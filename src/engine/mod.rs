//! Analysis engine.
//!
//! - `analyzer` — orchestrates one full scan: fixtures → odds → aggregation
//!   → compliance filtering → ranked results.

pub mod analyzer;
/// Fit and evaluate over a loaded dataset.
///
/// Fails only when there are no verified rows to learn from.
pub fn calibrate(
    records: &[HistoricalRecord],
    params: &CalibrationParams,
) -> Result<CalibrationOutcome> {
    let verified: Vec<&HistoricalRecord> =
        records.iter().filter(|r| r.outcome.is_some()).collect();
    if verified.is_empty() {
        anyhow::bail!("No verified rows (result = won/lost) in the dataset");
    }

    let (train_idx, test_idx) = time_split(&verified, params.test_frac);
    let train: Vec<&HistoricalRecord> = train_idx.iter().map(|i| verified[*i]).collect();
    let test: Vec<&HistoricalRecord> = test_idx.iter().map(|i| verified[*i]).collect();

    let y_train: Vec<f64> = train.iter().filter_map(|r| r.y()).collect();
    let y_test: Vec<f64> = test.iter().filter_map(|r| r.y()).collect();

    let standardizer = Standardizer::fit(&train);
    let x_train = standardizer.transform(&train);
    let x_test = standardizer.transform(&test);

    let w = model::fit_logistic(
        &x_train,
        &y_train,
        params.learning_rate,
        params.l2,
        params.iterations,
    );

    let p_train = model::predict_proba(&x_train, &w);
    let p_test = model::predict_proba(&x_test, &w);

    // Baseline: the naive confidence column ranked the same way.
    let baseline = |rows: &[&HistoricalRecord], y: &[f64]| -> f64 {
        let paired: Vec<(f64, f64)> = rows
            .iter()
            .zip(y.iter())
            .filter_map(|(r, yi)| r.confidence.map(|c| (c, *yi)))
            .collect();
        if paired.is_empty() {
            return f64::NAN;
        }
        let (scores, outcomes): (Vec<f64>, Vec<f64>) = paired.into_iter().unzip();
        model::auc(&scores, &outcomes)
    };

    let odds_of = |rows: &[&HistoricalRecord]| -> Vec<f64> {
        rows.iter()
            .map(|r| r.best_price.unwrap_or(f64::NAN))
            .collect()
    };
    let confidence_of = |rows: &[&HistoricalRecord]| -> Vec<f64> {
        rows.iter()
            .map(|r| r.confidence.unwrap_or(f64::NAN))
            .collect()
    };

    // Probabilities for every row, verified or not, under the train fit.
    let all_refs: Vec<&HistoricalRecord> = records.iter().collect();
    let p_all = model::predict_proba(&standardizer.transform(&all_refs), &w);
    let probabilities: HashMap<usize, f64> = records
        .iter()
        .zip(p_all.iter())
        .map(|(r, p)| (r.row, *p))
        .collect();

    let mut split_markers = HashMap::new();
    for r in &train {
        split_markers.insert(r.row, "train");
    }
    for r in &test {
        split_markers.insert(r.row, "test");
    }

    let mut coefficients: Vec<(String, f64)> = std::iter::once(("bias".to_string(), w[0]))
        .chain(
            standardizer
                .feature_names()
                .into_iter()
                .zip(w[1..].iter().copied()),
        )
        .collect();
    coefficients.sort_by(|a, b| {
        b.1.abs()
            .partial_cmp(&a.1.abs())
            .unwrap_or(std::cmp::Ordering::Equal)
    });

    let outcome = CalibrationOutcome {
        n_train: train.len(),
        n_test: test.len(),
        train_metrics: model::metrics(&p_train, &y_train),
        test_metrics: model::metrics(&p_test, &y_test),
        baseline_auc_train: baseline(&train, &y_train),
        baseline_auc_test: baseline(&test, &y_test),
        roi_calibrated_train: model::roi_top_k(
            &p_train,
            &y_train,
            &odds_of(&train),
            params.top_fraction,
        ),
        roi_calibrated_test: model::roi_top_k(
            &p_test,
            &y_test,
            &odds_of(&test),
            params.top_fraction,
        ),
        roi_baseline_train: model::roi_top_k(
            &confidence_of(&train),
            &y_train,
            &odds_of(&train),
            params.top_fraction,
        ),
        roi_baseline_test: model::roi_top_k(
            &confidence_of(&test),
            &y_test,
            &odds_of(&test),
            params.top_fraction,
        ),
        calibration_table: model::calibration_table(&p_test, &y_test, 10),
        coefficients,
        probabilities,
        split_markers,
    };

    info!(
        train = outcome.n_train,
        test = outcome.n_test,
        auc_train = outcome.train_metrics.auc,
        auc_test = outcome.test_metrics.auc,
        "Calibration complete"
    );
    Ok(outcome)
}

--------------------

# ASSIGNMENT:
Check each line in the records above for the word "HashMap". Return those that have it.

# TASK RESULT:
    let probabilities: HashMap<usize, f64> = records
    let mut split_markers = HashMap::new();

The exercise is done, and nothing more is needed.